What I had begun to discover is that, mysteriously and in ways that are totally remote from normal experience, the gray drizzle of horror induced by depression takes on the quality of physical pain. But it is not an immediately identifiable pain, like that of a broken limb. It may be more accurate to say that despair, owing to some evil trick played upon the sick brain by the inhabiting psyche, comes to resemble the diabolical discomfort of being imprisoned in a fiercely overheated room. And because no breeze stirs this cauldron, because there is no escape from this smothering confinement, it is entirely natural that the victim begins to think ceaselessly of oblivion. (105)”

“Conditions of thought, memory, and desire, persuaded by impulse and irrationality, are influenced as well by personal aesthetics and private meanings.”

“Everyone has good cause for suicide, or at least it seems that way to those who search for it. (74)”

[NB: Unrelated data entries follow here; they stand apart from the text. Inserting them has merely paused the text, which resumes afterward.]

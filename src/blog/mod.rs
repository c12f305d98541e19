//! Content persistence and indexing engine.
//!
//! A [`ContentManager`] keeps four things in step: metadata rows in the
//! [`MetadataStore`], entry bodies in the [`ContentStore`], the in-memory
//! [`ContentIndex`], and the [`WriteRegistry`] that allows one live body write
//! per entry id.
//!
//! Rows and bodies are not written atomically together. A failure between the
//! two leaves an orphaned row or body behind, and hydration tolerates both.

mod drafts;
pub mod error;
mod hydrate;
pub mod index;
pub mod models;
mod posts;
pub mod registry;

pub use error::{ContentError, ContentResult, ErrorKind};
pub use models::{CategoryCount, DraftEntry, PublishedEntry};

use std::sync::Arc;

use bytes::Bytes;
use tokio::sync::RwLock;
use tokio_util::task::TaskTracker;

use crate::content_store::{ContentStore, LocalStore};
use crate::storage::MetadataStore;
use index::ContentIndex;
use registry::{WriteOutcome, WriteRegistry, WriteTicket};

/// Directory (under the content root) holding draft bodies.
pub const DRAFT_DIR: &str = "draft";
/// Directory (under the content root) holding published bodies.
pub const POST_DIR: &str = "content";
const BODY_EXT: &str = "md";

pub fn draft_key(id: &str) -> String {
    format!("{DRAFT_DIR}/{id}.{BODY_EXT}")
}

pub fn post_key(id: &str) -> String {
    format!("{POST_DIR}/{id}.{BODY_EXT}")
}

/// Create the draft and published body directories.
pub fn prepare_layout(store: &LocalStore) -> ContentResult<()> {
    for dir in [DRAFT_DIR, POST_DIR] {
        store.ensure_dir(dir).map_err(|e| {
            ContentError::CreateFile(format!(
                "cannot create {}: {e}",
                store.base_path().join(dir).display()
            ))
        })?;
    }
    Ok(())
}

/// Sizes of the in-memory index.
#[derive(Debug, Clone, Copy, PartialEq, Eq, serde::Serialize)]
pub struct IndexStats {
    pub drafts: usize,
    pub published: usize,
    pub categories: usize,
}

pub struct ContentManager {
    metadata: Arc<dyn MetadataStore>,
    bodies: Arc<dyn ContentStore>,
    registry: WriteRegistry,
    index: RwLock<ContentIndex>,
    background: TaskTracker,
}

impl ContentManager {
    fn new(metadata: Arc<dyn MetadataStore>, bodies: Arc<dyn ContentStore>) -> Self {
        Self {
            registry: WriteRegistry::new(Arc::clone(&bodies)),
            metadata,
            bodies,
            index: RwLock::new(ContentIndex::new()),
            background: TaskTracker::new(),
        }
    }

    /// Write a body through the registry. Superseded writes count as failures.
    async fn write_body(&self, id: &str, key: &str, content: &str) -> ContentResult<WriteTicket> {
        let data = Bytes::copy_from_slice(content.as_bytes());
        match self.registry.begin_write(id, key, data).await {
            Ok(WriteOutcome::Completed(ticket)) => Ok(ticket),
            Ok(WriteOutcome::Superseded) => Err(ContentError::FileWrite(format!(
                "write to {key} was superseded by a newer write"
            ))),
            Err(e) => {
                tracing::warn!(entry_id = %id, key, error = %e, "Body write failed");
                Err(ContentError::FileWrite(format!("cannot write {key}: {e}")))
            }
        }
    }

    /// Wait for detached background work (draft cleanup after publish) to finish.
    pub async fn drain_background(&self) {
        self.background.close();
        self.background.wait().await;
        self.background.reopen();
    }

    pub async fn stats(&self) -> IndexStats {
        let index = self.index.read().await;
        IndexStats {
            drafts: index.draft_count(),
            published: index.published_count(),
            categories: index.category_counts().len(),
        }
    }

    // ========================================================================
    // Queries
    // ========================================================================

    /// One draft when `id` is given (empty if unknown), otherwise every draft.
    pub async fn get_draft_content(&self, id: Option<&str>) -> Vec<DraftEntry> {
        let index = self.index.read().await;
        match id {
            Some(id) => index.draft(id).cloned().into_iter().collect(),
            None => index.drafts().cloned().collect(),
        }
    }

    pub async fn has_draft(&self, id: &str) -> bool {
        self.index.read().await.has_draft(id)
    }

    pub async fn has_blog(&self, id: &str) -> bool {
        self.index.read().await.has_published(id)
    }

    pub async fn get_blog(&self, id: &str) -> Option<PublishedEntry> {
        self.index.read().await.published(id).cloned()
    }

    /// Member count per category label.
    pub async fn get_category_data(&self) -> Vec<CategoryCount> {
        self.index.read().await.category_counts()
    }

    /// Entries under `category` in publish order. Unknown labels yield nothing.
    pub async fn get_entries_by_category(&self, category: &str) -> Vec<PublishedEntry> {
        self.index
            .read()
            .await
            .entries_in_category(category)
            .into_iter()
            .cloned()
            .collect()
    }
}
use axum::extract::State;
use axum::Json;
use serde::Serialize;
use std::sync::Arc;

use crate::api::response::JSend;
use crate::blog::IndexStats;
use crate::AppState;

#[derive(Debug, Serialize)]
pub struct HealthResponse {
    pub index: IndexStats,
    pub status: String,
    pub version: String,
}

pub async fn health(State(state): State<Arc<AppState>>) -> Json<JSend<HealthResponse>> {
    JSend::success(HealthResponse {
        index: state.blog.stats().await,
        status: "ok".to_string(),
        version: env!("CARGO_PKG_VERSION").to_string(),
    })
}

#[cfg(test)]
mod tests {
    use super::*;
    use crate::testutil::test_state;

    #[tokio::test]
    async fn test_health_reports_empty_index() {
        let dir = tempfile::tempdir().unwrap();
        let state = test_state(&dir).await;

        let Json(body) = health(State(state)).await;
        assert_eq!(body.data.status, "ok");
        assert_eq!(
            body.data.index,
            IndexStats {
                drafts: 0,
                published: 0,
                categories: 0,
            }
        );
    }
}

“Each way to suicide is its own: intensely private, unknowable, and terrible. Suicide will have seemed to its perpetrator the last and best of bad possibilities, and any attempt by the living to chart this final terrain of a life can be only a sketch, maddeningly incomplete. (73)”
Kay Redfield Jamison, Night Falls Fast: Understanding Suicide

 

One thought on “Understanding Suicide

  1. My sister passed away 5 years ago, her son my nephew lived here with me and my husband and On June 10th of this year he took his life by hanging himself and hopefully this book will help me still in healing from this. I found him and i think of it daily. Thank you for this post! So much! It was meant for mw to read this today. Thanks again!